Non-consumptive Effects of Native Deer on Introduced Earthworm Abundance
Ecosystems, 2015
Chronic ungulate herbivory impacts are well documented, consistently showing changes in plant community dynamics. In contrast, indirect ungulate effects on soil biota and processes are less well understood and idiosyncratic. Evidence suggests that increased deer abundance in northeastern North American forests may facilitate invasions by non-native earthworms and non-native plants through indirect non-consumptive processes. We sampled earthworm abundance using paired open and fenced plots (experimentally excluding deer) from 2008 to 2011 at 12 sites at West Point, NY and in 2013 at 21 additional sites across four states that varied in exclosure size and age since establishment. Fencing decreased earthworm abundance at West Point and in regional surveys. At West Point, negative effects of fencing on earthworm abundance decreased with soil pH and were stronger at sites dominated by native than non-native understory vegetation.
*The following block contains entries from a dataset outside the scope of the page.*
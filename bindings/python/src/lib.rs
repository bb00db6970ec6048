//! Python bindings for fastDbscan.
//!
//! Provides Python access to the fastDbscan Rust library via PyO3.

#![allow(non_snake_case)]
#![deny(missing_docs)]

use numpy::{PyArray1, PyReadonlyArray1};
use pyo3::exceptions::PyValueError;
use pyo3::prelude::*;
use std::fmt::Display;

use ::fastDbscan::prelude::{Batch, Dbscan, DbscanResult, RunDiagnostics};

// ============================================================================
// Helper Functions
// ============================================================================

/// Convert a DbscanError to a PyErr
fn to_py_error(e: impl Display) -> PyErr {
    PyValueError::new_err(e.to_string())
}

// ============================================================================
// Python Classes
// ============================================================================

/// Counters collected while clustering.
#[pyclass(name = "Diagnostics")]
#[derive(Clone)]
pub struct PyDiagnostics {
    /// Worker threads used
    #[pyo3(get)]
    pub workers: usize,

    /// Range queries issued
    #[pyo3(get)]
    pub neighbor_queries: usize,

    /// Cluster ids issued before merging
    #[pyo3(get)]
    pub clusters_seeded: usize,

    /// Fragments merged into another cluster
    #[pyo3(get)]
    pub clusters_merged: usize,

    /// Pairs of touching clusters recorded for merging
    #[pyo3(get)]
    pub conflicts: usize,
}

impl From<&RunDiagnostics> for PyDiagnostics {
    fn from(d: &RunDiagnostics) -> Self {
        Self {
            workers: d.workers,
            neighbor_queries: d.neighbor_queries,
            clusters_seeded: d.clusters_seeded,
            clusters_merged: d.clusters_merged,
            conflicts: d.conflicts,
        }
    }
}

#[pymethods]
impl PyDiagnostics {
    fn __repr__(&self) -> String {
        format!(
            "Diagnostics(workers={}, neighbor_queries={}, clusters_seeded={}, clusters_merged={}, conflicts={})",
            self.workers,
            self.neighbor_queries,
            self.clusters_seeded,
            self.clusters_merged,
            self.conflicts
        )
    }
}

/// Result of a clustering run.
#[pyclass(name = "DbscanResult")]
pub struct PyDbscanResult {
    inner: DbscanResult<f64>,
}

#[pymethods]
impl PyDbscanResult {
    /// Cluster label per point (0 = noise, clusters numbered from 1)
    #[getter]
    fn labels<'py>(&self, py: Python<'py>) -> Bound<'py, PyArray1<i64>> {
        let labels = self.inner.labels.iter().map(|&l| l as i64).collect();
        PyArray1::from_vec(py, labels)
    }

    /// Core flag per point
    #[getter]
    fn core(&self) -> Vec<bool> {
        self.inner.core.clone()
    }

    /// x coordinates in input order
    #[getter]
    fn x<'py>(&self, py: Python<'py>) -> Bound<'py, PyArray1<f64>> {
        PyArray1::from_vec(py, self.inner.points.iter().map(|p| p[0]).collect())
    }

    /// y coordinates in input order
    #[getter]
    fn y<'py>(&self, py: Python<'py>) -> Bound<'py, PyArray1<f64>> {
        PyArray1::from_vec(py, self.inner.points.iter().map(|p| p[1]).collect())
    }

    /// Number of clusters
    #[getter]
    fn n_clusters(&self) -> usize {
        self.inner.n_clusters
    }

    /// Number of noise points
    #[getter]
    fn n_noise(&self) -> usize {
        self.inner.n_noise
    }

    /// Run counters
    #[getter]
    fn diagnostics(&self) -> PyDiagnostics {
        PyDiagnostics::from(&self.inner.diagnostics)
    }

    fn __len__(&self) -> usize {
        self.inner.len()
    }

    fn __repr__(&self) -> String {
        format!(
            "DbscanResult(n={}, n_clusters={}, n_noise={})",
            self.inner.len(),
            self.inner.n_clusters,
            self.inner.n_noise
        )
    }
}

// ============================================================================
// Python Functions
// ============================================================================

/// Density-based clustering of 2D points.
///
/// Parameters
/// ----------
/// x : array_like
///     x coordinates.
/// y : array_like
///     y coordinates.
/// epsilon : float, optional
///     Neighborhood radius (default: 2.5).
/// min_pts : int, optional
///     Minimum neighborhood size, self included, of a core point (default: 2).
/// max_concurrency : int, optional
///     Number of worker threads (default: 16).
/// max_neighbors : int, optional
///     Maximum neighbors of a single point before the run fails (default: 10000).
///
/// Returns
/// -------
/// DbscanResult
///     Labels, core flags and cluster counts.
#[pyfunction]
#[pyo3(signature = (
    x, y,
    epsilon=2.5,
    min_pts=2,
    max_concurrency=16,
    max_neighbors=10000
))]
fn cluster(
    py: Python<'_>,
    x: PyReadonlyArray1<'_, f64>,
    y: PyReadonlyArray1<'_, f64>,
    epsilon: f64,
    min_pts: usize,
    max_concurrency: usize,
    max_neighbors: usize,
) -> PyResult<PyDbscanResult> {
    let x_slice = x.as_slice().map_err(to_py_error)?;
    let y_slice = y.as_slice().map_err(to_py_error)?;

    let model = Dbscan::new()
        .epsilon(epsilon)
        .min_pts(min_pts)
        .max_neighbors(max_neighbors)
        .adapter(Batch)
        .max_concurrency(max_concurrency)
        .build()
        .map_err(to_py_error)?;

    let result = py
        .allow_threads(|| model.fit_columns(x_slice, y_slice))
        .map_err(to_py_error)?;

    Ok(PyDbscanResult { inner: result })
}

// ============================================================================
// Module Registration
// ============================================================================

/// fastdbscan: Concurrent DBSCAN clustering for Python.
#[pymodule]
fn fastdbscan(m: &Bound<'_, PyModule>) -> PyResult<()> {
    m.add_class::<PyDbscanResult>()?;
    m.add_class::<PyDiagnostics>()?;
    m.add_function(wrap_pyfunction!(cluster, m)?)?;
    Ok(())
}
Sites dominated by native vegetation had more acidic soils and lower earthworm abundance compared to sites dominated by non-native vegetation. In the regional survey, negative effects of fencing on earthworm abundance increased with time since fences were established, but effects were not affected by exclosure size or site location. We show unforeseen indirect effects of deer exclusion on earthworm populations. Results illustrate the need to account for complex interactive effects among co-occurring stressors, such as deer, earthworms, and non-native plants. Failures to account for these interactions will result in hidden treatments, will complicate interpretation of ecological experiments, and will create difficulties in designing appropriate management strategies aimed at reducing stressor effects.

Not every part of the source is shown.